Language models aren't really optimized for imitation though, they're optimized to predict. One means of prediction, which models have found to be effective in many contexts (especially when short on training time/compute), is comparable to imitation.

But this isn't to say that language models are incapable of establishing "inner principles".

og_kalu · on Aug 8, 2023

This paper is not even reproducible lol. It makes a nonsensical claim it can't even back with results. Look at multiple comments here actually trying them out.

kordlessagain · on Aug 8, 2023

> GPT-4 Can't Reason

This is absolutely dismissive of the claim to an advanced LLM being capable of "reasoning", or the action of thinking about something in a logical, sensible way.

That is the sum of the paper. Further, the author even goes on to say that if they asked a human these questions, they would conclude the same:

> Of course, even sophisticated human reasoners make mistakes, just like trained singers can hit false notes. But if a human made these mistakes, the ones reported in this article, then I would conclude without any hesitation that they cannot reason. Even if they went on to list a large number of other examples demonstrating impeccable reasoning, I would suspect that other factors (such as rote memorization or cheating) were behind the performance discrepancy.

So the author admits their own biases, which are used to bolster the argument that, if reasoning appears to be lacking in an answer, the system or entity itself is absolutely incapable of any reasoning and something else must explain why it appears to be reasoning in the first place. That's a VERY convenient way of dismissing any evidence that counters the claim.

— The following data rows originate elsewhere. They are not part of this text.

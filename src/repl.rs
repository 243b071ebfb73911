//! Line-oriented terminal front end over [`ChatController`].

use std::io::{self, Write};
use std::sync::Arc;

use tokio::io::{AsyncBufRead, AsyncBufReadExt, BufReader};
use tokio::sync::watch;
use tokio::task::JoinSet;

use crate::commands::{ChatController, SendOutcome, Snapshot};
use crate::notify::{LogSink, ToggleSink};
use crate::store::models::Role;

const HELP: &str = "\
commands:
  /new            start a new conversation
  /list           list conversations
  /select <n>     switch to conversation n
  /delete <n>     delete conversation n
  /search <text>  filter conversations by title or last message
  /clear          abort the reply and clear this conversation
  /retry          resend the last message
  /mute           toggle notifications
  /quit           exit
anything else is sent to the agent";

#[derive(Debug, Clone, PartialEq, Eq)]
enum Command {
    New,
    List,
    Select(usize),
    Delete(usize),
    Search(String),
    Clear,
    Retry,
    Mute,
    Help,
    Quit,
    Send(String),
    Unknown(String),
}

fn parse_command(line: &str) -> Command {
    let line = line.trim();
    let Some(rest) = line.strip_prefix('/') else {
        return Command::Send(line.to_string());
    };
    let (name, arg) = rest.split_once(' ').unwrap_or((rest, ""));
    let arg = arg.trim();
    let index = || arg.parse::<usize>().ok().filter(|n| *n > 0);
    match name {
        "new" => Command::New,
        "list" => Command::List,
        "select" => index().map_or_else(|| Command::Unknown(line.to_string()), Command::Select),
        "delete" => index().map_or_else(|| Command::Unknown(line.to_string()), Command::Delete),
        "search" => Command::Search(arg.to_string()),
        "clear" => Command::Clear,
        "retry" => Command::Retry,
        "mute" => Command::Mute,
        "help" => Command::Help,
        "quit" | "exit" => Command::Quit,
        _ => Command::Unknown(line.to_string()),
    }
}

/// Prints the growing tail of the trailing assistant message.
#[derive(Debug, Default)]
struct Renderer {
    conversation_id: Option<String>,
    index: usize,
    printed: String,
}

impl Renderer {
    fn render(&mut self, snapshot: &Snapshot, out: &mut impl Write) -> io::Result<()> {
        let Some(conv) = snapshot.active() else {
            return Ok(());
        };
        let Some(last) = conv.messages.last() else {
            return Ok(());
        };
        if last.role != Role::Assistant {
            return Ok(());
        }
        let index = conv.messages.len() - 1;
        let same_message =
            self.conversation_id.as_deref() == Some(conv.id.as_str()) && self.index == index;

        if same_message && last.content.starts_with(&self.printed) {
            write!(out, "{}", &last.content[self.printed.len()..])?;
        } else {
            write!(out, "\nagent> {}", last.content)?;
        }
        out.flush()?;

        self.conversation_id = Some(conv.id.clone());
        self.index = index;
        self.printed = last.content.clone();
        Ok(())
    }
}

fn spawn_renderer(mut updates: watch::Receiver<Snapshot>) -> tokio::task::JoinHandle<()> {
    tokio::spawn(async move {
        let mut renderer = Renderer::default();
        while updates.changed().await.is_ok() {
            let snapshot = updates.borrow_and_update().clone();
            if let Err(e) = renderer.render(&snapshot, &mut io::stdout()) {
                tracing::warn!(error = %e, "failed to render reply");
                break;
            }
        }
    })
}

fn print_conversations(snapshot: &Snapshot, conversations: &[crate::store::models::Conversation]) {
    if conversations.is_empty() {
        println!("(no conversations)");
        return;
    }
    for (i, conv) in conversations.iter().enumerate() {
        let marker = if snapshot.active_conversation_id.as_deref() == Some(conv.id.as_str()) {
            "*"
        } else {
            " "
        };
        println!(
            "{} {:>2}. {} ({} messages) {}",
            marker,
            i + 1,
            conv.title,
            conv.message_count,
            conv.last_message.lines().next().unwrap_or_default()
        );
    }
}

fn report(outcome: Result<SendOutcome, crate::error::ChatError>) {
    match outcome {
        Ok(SendOutcome::Failed(kind)) => println!("\n[{}] {}", kind.kind_tag(), kind.user_message()),
        Ok(_) => println!(),
        Err(e) => println!("[{}] {}", e.kind_tag(), e),
    }
}

/// Read commands from stdin until EOF or `/quit`.
pub async fn run(controller: Arc<ChatController>, sink: Arc<ToggleSink<LogSink>>) -> io::Result<()> {
    println!("{}", HELP);
    run_with(controller, sink, BufReader::new(tokio::io::stdin())).await
}

/// Command loop over any line source. Sends run as background tasks so the
/// loop keeps reading: `/clear` or a new message can cut a reply short.
async fn run_with<R>(
    controller: Arc<ChatController>,
    sink: Arc<ToggleSink<LogSink>>,
    input: R,
) -> io::Result<()>
where
    R: AsyncBufRead + Unpin,
{
    let renderer = spawn_renderer(controller.subscribe());
    let mut lines = input.lines();
    let mut sends = JoinSet::new();

    while let Some(line) = lines.next_line().await? {
        while sends.try_join_next().is_some() {}
        if line.trim().is_empty() {
            continue;
        }
        match parse_command(&line) {
            Command::New => {
                controller.create_new_conversation();
                println!("started a new conversation");
            }
            Command::List => {
                let snapshot = controller.snapshot();
                print_conversations(&snapshot, &snapshot.conversations);
            }
            Command::Select(n) => match controller.store().list().get(n - 1) {
                Some(conv) => {
                    controller.select_conversation(&conv.id);
                    println!("switched to \"{}\"", conv.title);
                }
                None => println!("no conversation {}", n),
            },
            Command::Delete(n) => match controller.store().list().get(n - 1) {
                Some(conv) => {
                    controller.delete_conversation(&conv.id);
                    println!("deleted \"{}\"", conv.title);
                }
                None => println!("no conversation {}", n),
            },
            Command::Search(query) => {
                let snapshot = controller.snapshot();
                print_conversations(&snapshot, &controller.store().search(&query));
            }
            Command::Clear => {
                controller.clear_chat();
                println!("conversation cleared");
            }
            Command::Retry => {
                let controller = controller.clone();
                sends.spawn(async move {
                    match controller.retry_last_message().await {
                        Some(outcome) => report(outcome),
                        None => println!("nothing to retry"),
                    }
                });
            }
            Command::Mute => {
                let enabled = sink.toggle();
                println!("notifications {}", if enabled { "on" } else { "off" });
            }
            Command::Help => println!("{}", HELP),
            Command::Quit => break,
            Command::Send(text) => {
                let controller = controller.clone();
                sends.spawn(async move { report(controller.send_message(&text).await) });
            }
            Command::Unknown(line) => println!("unknown command: {} (try /help)", line),
        }
    }

    sends.shutdown().await;
    renderer.abort();
    Ok(())
}

#[cfg(test)]
mod tests {
    use super::*;
    use crate::commands::SessionState;
    use crate::config::ChatConfig;
    use crate::store::models::{Conversation, Message};
    use axum::body::{Body, Bytes};
    use axum::routing::post;
    use axum::Router;
    use futures::StreamExt;
    use std::convert::Infallible;
    use std::sync::atomic::{AtomicUsize, Ordering};
    use std::time::Duration;
    use tokio::io::{AsyncWriteExt, DuplexStream};

    const PATH: &str = "/api/agents/weatherAgent/stream";

    /// First call streams "Partial" and then stalls; later calls answer "Done".
    async fn serve_slow_then_fast() -> String {
        let calls = Arc::new(AtomicUsize::new(0));
        let router = Router::new().route(
            PATH,
            post(move || {
                let calls = calls.clone();
                async move {
                    if calls.fetch_add(1, Ordering::SeqCst) == 0 {
                        let head = futures::stream::iter([Ok::<_, Infallible>(
                            Bytes::from_static(b"0:\"Partial\"\n"),
                        )]);
                        let tail = futures::stream::once(async {
                            tokio::time::sleep(Duration::from_secs(30)).await;
                            Ok::<_, Infallible>(Bytes::from_static(b"0:\"late\"\n"))
                        });
                        Body::from_stream(head.chain(tail))
                    } else {
                        Body::from("0:\"Done\"\n")
                    }
                }
            }),
        );
        let listener = tokio::net::TcpListener::bind("127.0.0.1:0").await.unwrap();
        let addr = listener.local_addr().unwrap();
        tokio::spawn(async move {
            axum::serve(listener, router).await.unwrap();
        });
        format!("http://{}{}", addr, PATH)
    }

    async fn start_repl() -> (
        Arc<ChatController>,
        DuplexStream,
        tokio::task::JoinHandle<io::Result<()>>,
    ) {
        let config = ChatConfig {
            endpoint: serve_slow_then_fast().await,
            ..ChatConfig::default()
        };
        let sink = Arc::new(ToggleSink::new(LogSink, true));
        let controller = Arc::new(ChatController::new(&config, sink.clone()));
        let (input, reader) = tokio::io::duplex(1024);
        let repl = tokio::spawn(run_with(controller.clone(), sink, BufReader::new(reader)));
        (controller, input, repl)
    }

    async fn wait_for(controller: &ChatController, pred: impl Fn(&Snapshot) -> bool) {
        let mut updates = controller.subscribe();
        tokio::time::timeout(Duration::from_secs(5), async {
            loop {
                if pred(&updates.borrow_and_update()) {
                    return;
                }
                updates.changed().await.unwrap();
            }
        })
        .await
        .expect("timed out waiting for snapshot");
    }

    fn contents(snapshot: &Snapshot) -> Vec<String> {
        snapshot.messages().iter().map(|m| m.content.clone()).collect()
    }

    #[tokio::test]
    async fn test_clear_reaches_streaming_reply() {
        let (controller, mut input, repl) = start_repl().await;

        input.write_all(b"Hail in Bern?\n").await.unwrap();
        wait_for(&controller, |s| contents(s).last().map(String::as_str) == Some("Partial")).await;
        assert_eq!(controller.state(), SessionState::Streaming);

        input.write_all(b"/clear\n").await.unwrap();
        wait_for(&controller, |s| s.messages().is_empty() && s.state == SessionState::Idle).await;

        input.write_all(b"/quit\n").await.unwrap();
        tokio::time::timeout(Duration::from_secs(5), repl)
            .await
            .unwrap()
            .unwrap()
            .unwrap();
        assert!(controller.snapshot().messages().is_empty());
    }

    #[tokio::test]
    async fn test_new_message_preempts_streaming_reply() {
        let (controller, mut input, repl) = start_repl().await;

        input.write_all(b"first\n").await.unwrap();
        wait_for(&controller, |s| contents(s).last().map(String::as_str) == Some("Partial")).await;

        input.write_all(b"second\n").await.unwrap();
        wait_for(&controller, |s| {
            contents(s).last().map(String::as_str) == Some("Done") && s.state == SessionState::Idle
        })
        .await;

        input.write_all(b"/quit\n").await.unwrap();
        tokio::time::timeout(Duration::from_secs(5), repl)
            .await
            .unwrap()
            .unwrap()
            .unwrap();
        assert_eq!(
            contents(&controller.snapshot()),
            vec!["first", "Partial", "second", "Done"]
        );
    }

    #[test]
    fn test_parse_commands() {
        assert_eq!(parse_command("/new"), Command::New);
        assert_eq!(parse_command(" /select 2 "), Command::Select(2));
        assert_eq!(parse_command("/delete 0"), Command::Unknown("/delete 0".into()));
        assert_eq!(parse_command("/search  rain"), Command::Search("rain".into()));
        assert_eq!(parse_command("/exit"), Command::Quit);
        assert_eq!(parse_command("Weather in Quito?"), Command::Send("Weather in Quito?".into()));
        assert_eq!(parse_command("/bogus"), Command::Unknown("/bogus".into()));
    }

    fn snapshot_with(messages: Vec<Message>) -> Snapshot {
        let conv = Conversation {
            id: "c1".into(),
            title: "t".into(),
            last_message: messages.last().map(|m| m.content.clone()).unwrap_or_default(),
            message_count: messages.len(),
            messages,
            timestamp: chrono::Utc::now(),
        };
        Snapshot {
            conversations: vec![conv],
            active_conversation_id: Some("c1".into()),
            ..Snapshot::default()
        }
    }

    #[test]
    fn test_renderer_prints_only_new_suffix() {
        let mut renderer = Renderer::default();
        let mut out = Vec::new();
        let user = Message::user("hi");
        renderer
            .render(&snapshot_with(vec![user.clone(), Message::assistant("Hel")]), &mut out)
            .unwrap();
        renderer
            .render(&snapshot_with(vec![user, Message::assistant("Hello")]), &mut out)
            .unwrap();
        assert_eq!(String::from_utf8(out).unwrap(), "\nagent> Hello");
    }

    #[test]
    fn test_renderer_reprints_on_divergence() {
        let mut renderer = Renderer::default();
        let mut out = Vec::new();
        let user = Message::user("hi");
        renderer
            .render(&snapshot_with(vec![user.clone(), Message::assistant("abc")]), &mut out)
            .unwrap();
        renderer
            .render(&snapshot_with(vec![user, Message::assistant("xyz")]), &mut out)
            .unwrap();
        assert_eq!(String::from_utf8(out).unwrap(), "\nagent> abc\nagent> xyz");
    }

    #[test]
    fn test_renderer_skips_user_tail() {
        let mut renderer = Renderer::default();
        let mut out = Vec::new();
        renderer
            .render(&snapshot_with(vec![Message::user("hi")]), &mut out)
            .unwrap();
        assert!(out.is_empty());
    }
}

> The problem is not that GPT-4 can't to the math problems

The problem is the system was not allowed or provided a path to generate a means to arrive at answering the math problem using a language that is better suited to answering analytical questions: code. That the author "denied" the LLM the ability to write code is the issue here, not the model's interface limitations. An analogy would be that if a user is using English and asks a question that requires using Pali, that the LLM would be "prevented" from answering in Pali unless the user said it could understand it. In the same vein, it doesn't make sense to, by default, output Python if the system is unsure if the user understands or knows how to run Python or not.

If you say "I understand Python. Select two random numbers between 1381 and 1453 and multiply them together, reporting the result." the LLM will be capable of answering this question by generating code to solve the problem. This is likely to work every single time any type of question like this is asked, but it does require the user "run" the code.

GPT-4 has the ability to do this with code interpreter, so the question is formed "why did OpenAI choose to allow the user to explicitly indicate code can be written?" The answer likely lies in understanding not everyone can interpret or understand Python, a coding language, and therefore it remains an OPTION for the user to choose first. By not allowing the LLM to show the answers to analytical questions in code, the author "blocks" the LLM's ability to show off reasoning. And by stating that failures constitute a "proving" of the non-reasoning, the author gets what they want.

From a scientific standpoint, a good hypothesis must be formed that can be disproven, as related to reasoning ability. If any experiment is run that is based on a hypothesis that is absolute (this thing can't reason) then the results are not scientific, but instead opinion.

sdenton4 · on Aug 8, 2023

What can I say, we've seen a piiiile of lazy dismissals of LLM work based on examples from arithmetic and string manipulation. They aren't novel or interesting.